You cannot talk about the wave of found footage horror movies over the last decade without thinking back to the film that kicked off the craze. While not the first movie to utilize that style, The Blair Witch Project was a small film with a tiny budget that ended up changing the course of horror for several years. While the two ensuing films never found that same success, the original makers dreamed of a cinematic universe before that became the craze, as well. 

What is the Blair Witch Project

Part of The Blair Witch Project’s appeal was the shroud of mystery that overtook it. The actors played fictionalized versions of themselves and did not go on press tours to keep in the spirit of the fake documentary inside of it. Furthermore, with so little known about the project and an internet that was still relatively young, it utilized a viral campaign to add to the mystery. 

While the film earned its merits as a work of art alone, it also showed the power of the internet and how it could guide people to the theaters and mislead it in the process. Its entire premise banked on the idea that this could be real or fake, but the film never fully admitted that the whole thing was staged. After it became a hit, however, this became the appeal. 

Directors Eduardo Sanchez and Daniel Myrick made a straightforward film drenched in lore ripe for a new interpretation. While this lore is never fleshed out in the first movie, the pair had big dreams about how they could do so in the future. Some of these may have gone into the two poorly-reviewed sequels, but others never saw the light of day. 

The Blair Witch universe

The original film drew inspiration from several genres, both in and out of horror. In creating the film, Sanchez and Myrick wanted all of this to be evident in the first film, but in others that they planned on making in the future. With such rich mythology in their heads, they had a whole universe of exciting ideas. Speaking on this, Myrick laid out some of these ideas to The Week:

“For me, there’s still so much to mine from the Blair mythology. The problem is that it’s a unorthodox approach to making sequels. I really love the idea of doing a Rustin Parr story. We even talked about shooting it in all black and white, like a vintage ’40s era horror movie that’s all about the Rustin Parr abductions. One could say, ‘Oh, this is a Blair Witch movie,’ but it wouldn’t be called Blair Witch: Rustin Parr.

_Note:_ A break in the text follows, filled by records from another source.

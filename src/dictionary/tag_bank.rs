use serde::Serialize;

use crate::pitch_accent::tag::tag_definitions;

static TAG_CATEGORY: &str = "partOfSpeech";

// [name, category, order, notes, score]
#[derive(Debug, PartialEq, Eq, Serialize)]
pub struct TagBankRow(
    pub &'static str,
    pub &'static str,
    pub i32,
    pub &'static str,
    pub i32,
);

pub fn build_tag_bank() -> Vec<TagBankRow> {
    tag_definitions()
        .iter()
        .map(|definition| {
            TagBankRow(
                definition.abbreviation,
                TAG_CATEGORY,
                0,
                definition.description,
                0,
            )
        })
        .collect()
}
use std::cmp::Ordering;

use once_cell::sync::Lazy;
use regex::Regex;

// 前後の空白を除いて行に分ける（空行も 1 行として数える）
pub fn split_lines(content: &str) -> Vec<&str> {
    static REGEX_NEW_LINE: Lazy<Regex> = Lazy::new(|| Regex::new(r"\r?\n").unwrap());

    REGEX_NEW_LINE.split(trim(content)).collect()
}

// BOM (U+FEFF) も空白として扱う
pub fn trim(s: &str) -> &str {
    s.trim_matches(|c: char| c.is_whitespace() || c == '\u{feff}')
}

pub fn normalize_new_lines(s: &str) -> String {
    s.replace("\r\n", "\n")
}

// UTF-16 のコード単位で比較する
// BMP 外の文字と U+E000..=U+FFFF の順序だけが str::cmp と異なる
pub fn cmp_utf16(a: &str, b: &str) -> Ordering {
    a.encode_utf16().cmp(b.encode_utf16())
}
use serde::Serialize;

use crate::utility::str::normalize_new_lines;

static ATTRIBUTION: &str = include_str!("../../resources/attribution.txt");

#[derive(Debug, Serialize)]
pub struct DictionaryIndex {
    pub title: &'static str,
    pub format: u32,
    pub revision: &'static str,
    pub sequenced: bool,
    pub author: &'static str,
    pub url: &'static str,
    pub description: &'static str,
    pub attribution: String,
}

pub fn build_dictionary_index() -> DictionaryIndex {
    DictionaryIndex {
        title: "Kanjium Pitch Accents",
        format: 3,
        revision: "pitch1",
        sequenced: false,
        author: "toasted-nutbread",
        url: "https://github.com/toasted-nutbread/yomichan-pitch-accent-dictionary",
        description: "This dictionary contains pitch accent information for a large variety of terms and expressions.",
        attribution: normalize_new_lines(ATTRIBUTION),
    }
}
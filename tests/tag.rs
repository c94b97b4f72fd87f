use anyhow::Result;

use pitch_accent_dictionary::pitch_accent::{
    error::PitchAccentError,
    tag::{resolve_tag, resolve_tags, tag_definitions},
};

#[test]
fn test_resolve_tag() -> Result<()> {
    let definition = resolve_tag("形動")?;
    assert_eq!(definition.abbreviation, "adj-na");
    assert_eq!(definition.description, "adjectival nouns or quasi-adjectives");

    assert_eq!(resolve_tag("副")?.abbreviation, "adv");
    assert_eq!(resolve_tag("感")?.description, "interjection");

    Ok(())
}

#[test]
fn test_resolve_tag_undefined() {
    for code in ["adv", "形", "名;", "", " 名"] {
        assert_eq!(
            resolve_tag(code),
            Err(PitchAccentError::UndefinedTag {
                code: code.to_owned()
            })
        );
    }
}

#[test]
fn test_resolve_tags_keeps_order() -> Result<()> {
    assert_eq!(resolve_tags("名")?, vec!["n"]);
    assert_eq!(resolve_tags("形動;名")?, vec!["adj-na", "n"]);
    assert_eq!(resolve_tags("名;形動;感")?, vec!["n", "adj-na", "int"]);

    Ok(())
}

#[test]
fn test_resolve_tags_empty_part() {
    for group in ["名;", ";名", "名;;代", ""] {
        assert_eq!(
            resolve_tags(group),
            Err(PitchAccentError::UndefinedTag {
                code: "".to_owned()
            }),
            "{:?}",
            group
        );
    }

    assert_eq!(
        resolve_tags("名;動"),
        Err(PitchAccentError::UndefinedTag {
            code: "動".to_owned()
        })
    );
}

#[test]
fn test_tag_definitions_order() {
    let codes: Vec<_> = tag_definitions().iter().map(|d| d.code).collect();
    assert_eq!(codes, vec!["副", "名", "代", "形動", "感"]);
}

In the original movie, Parr is a man who killed his children and blamed otherworldly presences for doing so. However, this idea went far beyond one character or idea. 

Myrick went on to say, “There’s plenty to explore. It just requires stepping out of the normal construct of sequel mentality and having some real creative fun with it. We intentionally threw in really creepy stories. Every 40 or 50 years, something really dramatic happened in and around those woods, and each one of those could be a movie.” (per The Week)

Blair Witch’s lasting legacy

Twenty-one years after the original film’s release, and it remains in the lexicon. However, Sanchez and Myrick have since moved on. Both have worked on plenty of projects away from the franchise, but when Lionsgate rebooted the franchise in 2016, neither was involved. The film was a minor success but failed to do even a fraction of the original’s $250 million gross on a $200,000 budget.

With a recent video game and Halloween horror in full spring, however, the original film still resonates with many people decades later. Had executives played their cards right, they might have even had the genre’s answer to the Marvel Cinematic Universe.